To me, it seemed like I’d just read something exciting that inspired new ideas. I would be forced to put the book down and think, talk or write. But sometimes these inspirations were related to problems Nietzsche had sketched out earlier in the book but left suspended, painfully unresolved. Often, the next day, when my inspiration subsided enough to permit further reading, I would read one of my own thoughts, printed out on the page. Nietzsche had implanted a thought in my head.

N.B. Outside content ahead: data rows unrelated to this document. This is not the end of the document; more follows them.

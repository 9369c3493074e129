// src/config.rs
// Explicit configuration context, constructed once at startup and threaded
// through the engine by reference.

use std::path::PathBuf;

use serde::{Deserialize, Serialize};
use tracing::{debug, warn};

use crate::graph::SourceWeights;
use crate::proxy::ProxyConfig;

/// Top-level configuration for the memory engine and proxy
#[derive(Debug, Clone, Default, Serialize, Deserialize)]
pub struct MementoConfig {
    #[serde(default)]
    pub retrieval: RetrievalConfig,
    #[serde(default)]
    pub weighter: WeighterConfig,
    #[serde(default)]
    pub walker: WalkerConfig,
    #[serde(default)]
    pub consolidation: ConsolidationConfig,
    #[serde(default)]
    pub embeddings: EmbeddingsConfig,
    #[serde(default)]
    pub llm: LlmConfig,
    #[serde(default)]
    pub proxy: ProxyConfig,
}

impl MementoConfig {
    /// Load config from the default location (~/.config/memento/config.toml),
    /// falling back to defaults when absent.
    pub fn load() -> anyhow::Result<Self> {
        let path = Self::default_config_path()?;
        if path.exists() {
            Self::load_from(&path)
        } else {
            debug!("no config file, using defaults");
            Ok(Self::default())
        }
    }

    /// Load config from a specific path
    pub fn load_from(path: &PathBuf) -> anyhow::Result<Self> {
        let contents = std::fs::read_to_string(path)?;
        let config: MementoConfig = toml::from_str(&contents)?;
        config.validate()?;
        Ok(config)
    }

    /// Get the default config path
    pub fn default_config_path() -> anyhow::Result<PathBuf> {
        let config_dir = dirs::config_dir()
            .ok_or_else(|| anyhow::anyhow!("could not determine config directory"))?;
        Ok(config_dir.join("memento").join("config.toml"))
    }

    fn validate(&self) -> anyhow::Result<()> {
        if !self.retrieval.weights.is_valid() {
            anyhow::bail!("retrieval weights must be >= 0 with at least one > 0");
        }
        let alpha_sum = self.weighter.alpha_semantic
            + self.weighter.alpha_memory
            + self.weighter.alpha_structural;
        if (alpha_sum - 1.0).abs() > 0.01 {
            anyhow::bail!("weighter alphas must sum to 1.0, got {alpha_sum}");
        }
        if !(0.0..=1.0).contains(&self.walker.restart) {
            anyhow::bail!("walker restart probability must be within [0, 1]");
        }
        Ok(())
    }
}

/// Hybrid retriever settings
#[derive(Debug, Clone, Serialize, Deserialize)]
pub struct RetrievalConfig {
    /// Results returned per retrieval
    #[serde(default = "default_top_k")]
    pub top_k: usize,
    /// RRF rank constant
    #[serde(default = "default_rrf_k")]
    pub rrf_k: u32,
    /// Per-source fusion weights
    #[serde(default)]
    pub weights: SourceWeights,
    /// Seed memories fetched to ground the graph walk
    #[serde(default = "default_seed_k")]
    pub seed_k: usize,
    /// Retries per failing sub-query
    #[serde(default = "default_max_retries")]
    pub max_retries: u32,
    /// Retry budget shared by one retrieval request
    #[serde(default = "default_retry_budget")]
    pub retry_budget: u32,
}

impl Default for RetrievalConfig {
    fn default() -> Self {
        Self {
            top_k: default_top_k(),
            rrf_k: default_rrf_k(),
            weights: SourceWeights::default(),
            seed_k: default_seed_k(),
            max_retries: default_max_retries(),
            retry_budget: default_retry_budget(),
        }
    }
}

/// Entity weighter signal blend. Alphas must sum to 1.
#[derive(Debug, Clone, Serialize, Deserialize)]
pub struct WeighterConfig {
    #[serde(default = "default_alpha_semantic")]
    pub alpha_semantic: f32,
    #[serde(default = "default_alpha_memory")]
    pub alpha_memory: f32,
    #[serde(default = "default_alpha_structural")]
    pub alpha_structural: f32,
}

impl Default for WeighterConfig {
    fn default() -> Self {
        Self {
            alpha_semantic: default_alpha_semantic(),
            alpha_memory: default_alpha_memory(),
            alpha_structural: default_alpha_structural(),
        }
    }
}

/// Personalized random walk settings
#[derive(Debug, Clone, Serialize, Deserialize)]
pub struct WalkerConfig {
    /// Steps taken per seed entity
    #[serde(default = "default_walk_steps")]
    pub steps: u32,
    /// Probability of teleporting back to a seed at each step
    #[serde(default = "default_restart")]
    pub restart: f32,
}

impl Default for WalkerConfig {
    fn default() -> Self {
        Self {
            steps: default_walk_steps(),
            restart: default_restart(),
        }
    }
}

/// Consolidation pipeline settings
#[derive(Debug, Clone, Serialize, Deserialize)]
pub struct ConsolidationConfig {
    /// Retries for LLM stages that return malformed output
    #[serde(default = "default_max_retries")]
    pub max_retries: u32,
    /// Overall pipeline deadline
    #[serde(default = "default_deadline_secs")]
    pub deadline_secs: u64,
    /// Context memories handed to the resolution stage
    #[serde(default = "default_context_k")]
    pub context_k: usize,
}

impl Default for ConsolidationConfig {
    fn default() -> Self {
        Self {
            max_retries: default_max_retries(),
            deadline_secs: default_deadline_secs(),
            context_k: default_context_k(),
        }
    }
}

/// Embedding provider settings
#[derive(Debug, Clone, Default, Serialize, Deserialize)]
pub struct EmbeddingsConfig {
    /// Override the provider's native dimensions
    pub dimensions: Option<usize>,
    /// Ollama embedding model name
    pub ollama_model: Option<String>,
}

/// LLM provider settings for extraction and resolution
#[derive(Debug, Clone, Serialize, Deserialize)]
pub struct LlmConfig {
    #[serde(default = "default_llm_model")]
    pub model: String,
    #[serde(default = "default_llm_max_tokens")]
    pub max_tokens: u32,
    #[serde(default)]
    pub temperature: f32,
}

impl Default for LlmConfig {
    fn default() -> Self {
        Self {
            model: default_llm_model(),
            max_tokens: default_llm_max_tokens(),
            temperature: 0.0,
        }
    }
}

/// API keys loaded from environment variables, read once at startup
#[derive(Debug, Clone, Default)]
pub struct ApiKeys {
    /// OpenAI API key (OPENAI_API_KEY)
    pub openai: Option<String>,
    /// Ollama host (OLLAMA_HOST)
    pub ollama: Option<String>,
}

impl ApiKeys {
    pub fn from_env() -> Self {
        let keys = Self {
            openai: Self::read_key("OPENAI_API_KEY"),
            ollama: Self::read_key("OLLAMA_HOST"),
        };
        keys.log_status();
        keys
    }

    /// Read a single env var, filtering empty values
    fn read_key(name: &str) -> Option<String> {
        std::env::var(name).ok().filter(|k| !k.trim().is_empty())
    }

    pub fn has_embeddings(&self) -> bool {
        self.openai.is_some() || self.ollama.is_some()
    }

    pub fn has_llm(&self) -> bool {
        self.openai.is_some() || self.ollama.is_some()
    }

    fn log_status(&self) {
        let mut available = Vec::new();
        if self.openai.is_some() {
            available.push("OpenAI");
        }
        if self.ollama.is_some() {
            available.push("Ollama");
        }
        if available.is_empty() {
            warn!("no API keys configured - retrieval and consolidation will be unavailable");
        } else {
            debug!(providers = ?available, "API keys loaded");
        }
    }
}

fn default_top_k() -> usize {
    10
}
fn default_rrf_k() -> u32 {
    60
}
fn default_seed_k() -> usize {
    8
}
fn default_max_retries() -> u32 {
    3
}
fn default_retry_budget() -> u32 {
    8
}
fn default_alpha_semantic() -> f32 {
    0.5
}
fn default_alpha_memory() -> f32 {
    0.3
}
fn default_alpha_structural() -> f32 {
    0.2
}
fn default_walk_steps() -> u32 {
    10
}
fn default_restart() -> f32 {
    0.15
}
fn default_deadline_secs() -> u64 {
    60
}
fn default_context_k() -> usize {
    10
}
fn default_llm_model() -> String {
    "gpt-4o-mini".to_string()
}
fn default_llm_max_tokens() -> u32 {
    2048
}

#[cfg(test)]
mod tests {
    use super::*;

    #[test]
    fn test_defaults_are_valid() {
        let config = MementoConfig::default();
        assert!(config.validate().is_ok());
        assert_eq!(config.retrieval.top_k, 10);
        assert_eq!(config.retrieval.rrf_k, 60);
        assert_eq!(config.walker.steps, 10);
        assert!((config.walker.restart - 0.15).abs() < f32::EPSILON);
    }

    #[test]
    fn test_parse_toml_overrides() {
        let toml_str = r#"
[retrieval]
top_k = 5
rrf_k = 30

[walker]
steps = 20
restart = 0.25

[consolidation]
max_retries = 5
"#;
        let config: MementoConfig = toml::from_str(toml_str).unwrap();
        assert_eq!(config.retrieval.top_k, 5);
        assert_eq!(config.retrieval.rrf_k, 30);
        assert_eq!(config.walker.steps, 20);
        assert_eq!(config.consolidation.max_retries, 5);
        // Untouched sections keep defaults
        assert_eq!(config.consolidation.context_k, 10);
    }

    #[test]
    fn test_bad_alphas_rejected() {
        let toml_str = r#"
[weighter]
alpha_semantic = 0.9
alpha_memory = 0.9
alpha_structural = 0.9
"#;
        let config: MementoConfig = toml::from_str(toml_str).unwrap();
        assert!(config.validate().is_err());
    }
}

One other peculiar effect of these reconceptions was learning how many of my explosive new thoughts were rediscoveries of commonplace insights that I thought I understood well enough, but rejected as truisms, cliches or platitudes or nonsense. Think again. Things I’d heard recited myriad times suddenly had intense meaning, and I was the first to discover what was hidden in plain sight. It took dozens of humiliations to realize I was not the first to unlock the deeper significance of these words. In fact, I was the last. This insight was new only to me. But they could be known only through this strange kind of explosive, renewing reconception.
So, again: What was conveyed in this learning that resulted in new understanding? What was rippling through my psyche? What was I using to make new sense of memories and new experiences?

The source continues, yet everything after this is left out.